= Minami Kubono =

Japanese triathlete

Minami Kubono (久保埜 南 Kubono Minami, born 19 August 1997 in Chitose, Hokkaido) is a Japanese triathlete.

Influenced by her father Masahiro and her two older brothers Kazuki and Yūki, who were also triathletes, Minami Kubono took up triathlon in her third year of elementary school. In 2011, at the age of 14, she became the Japanese national U15 triathlon champion, finishing the super-sprint distance of 375m swimming, 10 km cycling and 2.5 km running at Nagaragawa Triathlon in 36:39 minutes – only three seconds before Hitomi Amami, who would later also become a professional triathlete. At that time, Kubono was also a track-and-field athlete and represented her home prefecture Hokkaido at the prestigious Empress's Cup road running relay race in 2012.

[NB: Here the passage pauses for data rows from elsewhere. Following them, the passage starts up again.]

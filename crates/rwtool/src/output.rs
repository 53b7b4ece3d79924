//! Output formatting: table, JSON, YAML, plain.
//!
//! Renders data in the format selected by `--output`. Table uses `tabled`,
//! structured formats use serde, plain emits one identifier per line.

use std::io::{self, IsTerminal, Write};

use owo_colors::OwoColorize;
use tabled::{Table, Tabled, settings::Style};

use crate::cli::{ColorMode, OutputFormat};

// ── Color helpers ────────────────────────────────────────────────────

/// Determine whether color output should be enabled.
pub fn should_color(mode: &ColorMode) -> bool {
    match mode {
        ColorMode::Always => true,
        ColorMode::Never => false,
        ColorMode::Auto => io::stdout().is_terminal() && std::env::var("NO_COLOR").is_err(),
    }
}

/// Color a request status for table cells.
pub fn paint_status(status: &str, color: bool) -> String {
    if !color {
        return status.to_owned();
    }
    match status.to_ascii_uppercase().as_str() {
        "APPROVED" => status.green().to_string(),
        "REJECTED" => status.red().to_string(),
        "PENDING" => status.yellow().to_string(),
        _ => status.dimmed().to_string(),
    }
}

/// A one-line success message, suppressed in quiet mode and for
/// structured output formats.
pub fn print_notice(format: &OutputFormat, message: &str, quiet: bool, color: bool) {
    if quiet || !matches!(format, OutputFormat::Table | OutputFormat::Plain) {
        return;
    }
    let mut stderr = io::stderr().lock();
    if color {
        let _ = writeln!(stderr, "{}", message.green());
    } else {
        let _ = writeln!(stderr, "{message}");
    }
}

// ── Render dispatchers ───────────────────────────────────────────────

/// Render a list of serde-serializable + tabled items in the chosen format.
///
/// - `table`: uses the `Tabled` derive to build a pretty table
/// - `json` / `json-compact`: serializes the original data via serde
/// - `yaml`: serializes via serde_yaml
/// - `plain`: calls `id_fn` on each item to emit one identifier per line
pub fn render_list<T, R>(
    format: &OutputFormat,
    data: &[T],
    to_row: impl Fn(&T) -> R,
    id_fn: impl Fn(&T) -> String,
) -> String
where
    T: serde::Serialize,
    R: Tabled,
{
    match format {
        OutputFormat::Table => {
            let rows: Vec<R> = data.iter().map(to_row).collect();
            render_table(&rows)
        }
        OutputFormat::Json => render_json(data, false),
        OutputFormat::JsonCompact => render_json(data, true),
        OutputFormat::Yaml => render_yaml(data),
        OutputFormat::Plain => data.iter().map(&id_fn).collect::<Vec<_>>().join("\n"),
    }
}

/// Render a single serde-serializable item in the chosen format.
///
/// Table rendering uses `detail_fn`, since single-item views are
/// key/value listings rather than rows.
pub fn render_single<T>(
    format: &OutputFormat,
    data: &T,
    detail_fn: impl Fn(&T) -> String,
    id_fn: impl Fn(&T) -> String,
) -> String
where
    T: serde::Serialize + ?Sized,
{
    match format {
        OutputFormat::Table => detail_fn(data),
        OutputFormat::Json => render_json(data, false),
        OutputFormat::JsonCompact => render_json(data, true),
        OutputFormat::Yaml => render_yaml(data),
        OutputFormat::Plain => id_fn(data),
    }
}

/// Aligned `key: value` lines for detail views.
pub fn detail_lines(pairs: &[(&str, String)]) -> String {
    let width = pairs.iter().map(|(k, _)| k.len()).max().unwrap_or(0);
    pairs
        .iter()
        .map(|(k, v)| format!("{k:<width$}  {v}"))
        .collect::<Vec<_>>()
        .join("\n")
}

/// Print the rendered output to stdout, respecting quiet mode.
pub fn print_output(output: &str, quiet: bool) {
    if quiet || output.is_empty() {
        return;
    }
    let mut stdout = io::stdout().lock();
    let _ = writeln!(stdout, "{output}");
}

// ── Format-specific renderers ────────────────────────────────────────

fn render_table<R: Tabled>(rows: &[R]) -> String {
    Table::new(rows).with(Style::rounded()).to_string()
}

fn render_json<T: serde::Serialize + ?Sized>(data: &T, compact: bool) -> String {
    let rendered = if compact {
        serde_json::to_string(data)
    } else {
        serde_json::to_string_pretty(data)
    };
    rendered.unwrap_or_else(|e| format!("{{\"error\":\"serialization failed: {e}\"}}"))
}

fn render_yaml<T: serde::Serialize + ?Sized>(data: &T) -> String {
    serde_yaml::to_string(data).unwrap_or_else(|e| format!("error: serialization failed: {e}"))
}

// ── Cell helpers ─────────────────────────────────────────────────────

/// `-` for absent values in table cells.
pub fn or_dash(value: Option<&str>) -> String {
    value.filter(|v| !v.is_empty()).unwrap_or("-").to_owned()
}

/// Timestamps as `YYYY-MM-DD HH:MM`.
pub fn fmt_time(value: Option<chrono::NaiveDateTime>) -> String {
    value.map_or_else(|| "-".into(), |t| t.format("%Y-%m-%d %H:%M").to_string())
}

After graduating from junior high school, Kubono moved to Kōfu in Yamanashi Prefecture, where she eventually graduated from high school. In Yamanashi she was able to improve her cycling thanks to a terrain with many inclines, and she benefited from training with more experienced, successful triathletes Mariko Adachi and Yuka Sato.

In the following years, Kubono successfully participated in triathlon events in the Youth segment. She took 3rd place in the Japanese Junior National Championships in both 2013 and 2014, and finished 7th in the Junior category of the 2013 ASTC Asian Championships in Subic Bay, Philippines. In 2013, Kubono came in 2nd at the Junior Asian Championships in Burabay, Kazakhstan, and thus qualified for the 2014 Summer Youth Olympics in Nanjing, China.

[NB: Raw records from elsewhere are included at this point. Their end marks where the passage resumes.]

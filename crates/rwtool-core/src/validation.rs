// ── Pre-flight validation ──
//
// Checks that run before any request is sent. A failure here never
// reaches the gateway; callers show it as a validation notice.

use std::sync::LazyLock;

use regex::Regex;

use crate::error::CoreError;
use crate::model::{DomainDraft, ReportRef, UserGroupDraft};
use crate::session::Role;

pub const DOMAIN_NAME_REQUIRED: &str = "Domain name is required";
pub const GROUP_FIELDS_REQUIRED: &str =
    "AD Group Name, at least one Folder, and Associated Domain are required";
pub const REQUEST_REASON_REQUIRED: &str = "Please type a reason for your request";
pub const REJECTION_REASON_REQUIRED: &str = "Please provide a reason for rejection";
pub const MISSING_FILE_INFO: &str = "Missing file information";

static EMAIL: LazyLock<Regex> =
    LazyLock::new(|| Regex::new(r"^\S+@\S+\.\S+$").expect("email pattern compiles"));

const MIN_PASSWORD_LEN: usize = 6;
const PHONE_DIGITS: usize = 10;

// ── Admin forms ──────────────────────────────────────────────────────

pub fn domain_draft(draft: &DomainDraft) -> Result<(), CoreError> {
    if draft.name.trim().is_empty() {
        return Err(CoreError::validation(DOMAIN_NAME_REQUIRED));
    }
    Ok(())
}

pub fn user_group_draft(draft: &UserGroupDraft) -> Result<(), CoreError> {
    if draft.ad_group_name.trim().is_empty()
        || draft.folder_access.is_empty()
        || draft.associated_domain.trim().is_empty()
    {
        return Err(CoreError::validation(GROUP_FIELDS_REQUIRED));
    }
    Ok(())
}

pub fn request_reason(reason: &str) -> Result<(), CoreError> {
    if reason.trim().is_empty() {
        return Err(CoreError::validation(REQUEST_REASON_REQUIRED));
    }
    Ok(())
}

pub fn rejection_reason(reason: &str) -> Result<(), CoreError> {
    if reason.trim().is_empty() {
        return Err(CoreError::validation(REJECTION_REASON_REQUIRED));
    }
    Ok(())
}

/// Folder and file name are both needed to address a report.
pub fn report_ref(report: &ReportRef) -> Result<(), CoreError> {
    if !report.is_complete() {
        return Err(CoreError::validation(MISSING_FILE_INFO));
    }
    Ok(())
}

// ── Account forms ────────────────────────────────────────────────────

/// Form field a validation message belongs to.
#[derive(Debug, Clone, Copy, PartialEq, Eq)]
pub enum Field {
    Name,
    Email,
    Phone,
    Domain,
    Password,
    ConfirmPassword,
}

/// One per-field validation failure.
#[derive(Debug, Clone, Copy, PartialEq, Eq)]
pub struct FieldError {
    pub field: Field,
    pub message: &'static str,
}

fn push(errors: &mut Vec<FieldError>, field: Field, message: &'static str) {
    errors.push(FieldError { field, message });
}

fn password_errors(errors: &mut Vec<FieldError>, password: &str) {
    if password.is_empty() {
        push(errors, Field::Password, "Password is required");
    } else if password.chars().count() < MIN_PASSWORD_LEN {
        push(errors, Field::Password, "Password must be at least 6 characters");
    }
}

pub fn is_valid_email(email: &str) -> bool {
    EMAIL.is_match(email)
}

/// Field errors for the login form, in display order.
pub fn login_errors(email: &str, password: &str) -> Vec<FieldError> {
    let mut errors = Vec::new();
    if email.is_empty() {
        push(&mut errors, Field::Email, "Email is required");
    } else if !is_valid_email(email) {
        push(&mut errors, Field::Email, "Email is invalid");
    }
    password_errors(&mut errors, password);
    errors
}

/// Raw signup input.
#[derive(Debug, Clone, Default)]
pub struct SignupInput<'a> {
    pub name: &'a str,
    pub email: &'a str,
    pub phone: &'a str,
    pub domain: &'a str,
    pub password: &'a str,
    pub confirm_password: &'a str,
    pub role: Role,
}

/// Phone number with spaces and dashes removed.
pub fn normalize_phone(phone: &str) -> String {
    phone.chars().filter(|c| *c != ' ' && *c != '-').collect()
}

/// Field errors for the signup form, in display order.
pub fn signup_errors(input: &SignupInput<'_>) -> Vec<FieldError> {
    let mut errors = Vec::new();

    if input.name.trim().is_empty() {
        push(&mut errors, Field::Name, "Name is required");
    }

    if input.email.trim().is_empty() {
        push(&mut errors, Field::Email, "Email is required");
    } else if !is_valid_email(input.email.trim()) {
        push(&mut errors, Field::Email, "Invalid email format");
    }

    let phone = normalize_phone(input.phone.trim());
    if phone.is_empty() {
        push(&mut errors, Field::Phone, "Phone number is required");
    } else if phone.len() != PHONE_DIGITS || !phone.chars().all(|c| c.is_ascii_digit()) {
        push(&mut errors, Field::Phone, "Phone number must be 10 digits");
    }

    if input.role == Role::User && input.domain.trim().is_empty() {
        push(&mut errors, Field::Domain, "Domain is required");
    }

    password_errors(&mut errors, input.password);

    if input.password != input.confirm_password {
        push(&mut errors, Field::ConfirmPassword, "Passwords do not match");
    }

    errors
}

/// Fold field errors into a single validation error.
pub fn into_result(errors: &[FieldError]) -> Result<(), CoreError> {
    if errors.is_empty() {
        return Ok(());
    }
    let message = errors
        .iter()
        .map(|e| e.message)
        .collect::<Vec<_>>()
        .join("; ");
    Err(CoreError::validation(message))
}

At the 2014 Youth Olympic Games, Kubono participated in both the individual race and the mixed relay (in an Asian team together with Michael Lam from Hong Kong, and Kim Gyuri and Lee Gyuhyung from South Korea), finishing 5th in the former event and 8th in the latter. After Nanjing, she successfully participated in many more races at the Youth level, including the 2015 Japanese Junior National Championships (2nd place), the 2016 Asian Championships in Hatsukaichi, Hiroshima Prefecture, Japan (2nd place), and the 2016 Japanese Junior National Championships which she won. In 2019, when she had already done a number of Elite races, she participated in the U23 category of the ASTC Triathlon Asian Championships in Gyeongju, South Korea, where she took 3rd place – 27 seconds behind Fūka Sega whom she had beaten eight years prior in the Nagaragawa triathlon.

From 2015 onward, Kubono also took part in short-distance triathlon races in the Elite segment, but was less successful there. At the 2016 Asian Championships she came in 2nd in the mixed relay (together with Ryousuke Maeda, Hiraku Fukuoka and Shiruba Taniguchi), 4th in the 2017 Japanese National Championships, 4th in the 2019 ASTC Sprint Triathlon Asian Cup and Central Asian Championships in Cholpon-Ata, and 5th in the 2021 Japanese National Championships. Recently, however, Kubono won the 2022 Sado International Triathlon in the ‘B-Race’ (a distance between long and middle distance).

Since 2022, Kubono has been working as a triathlon coach.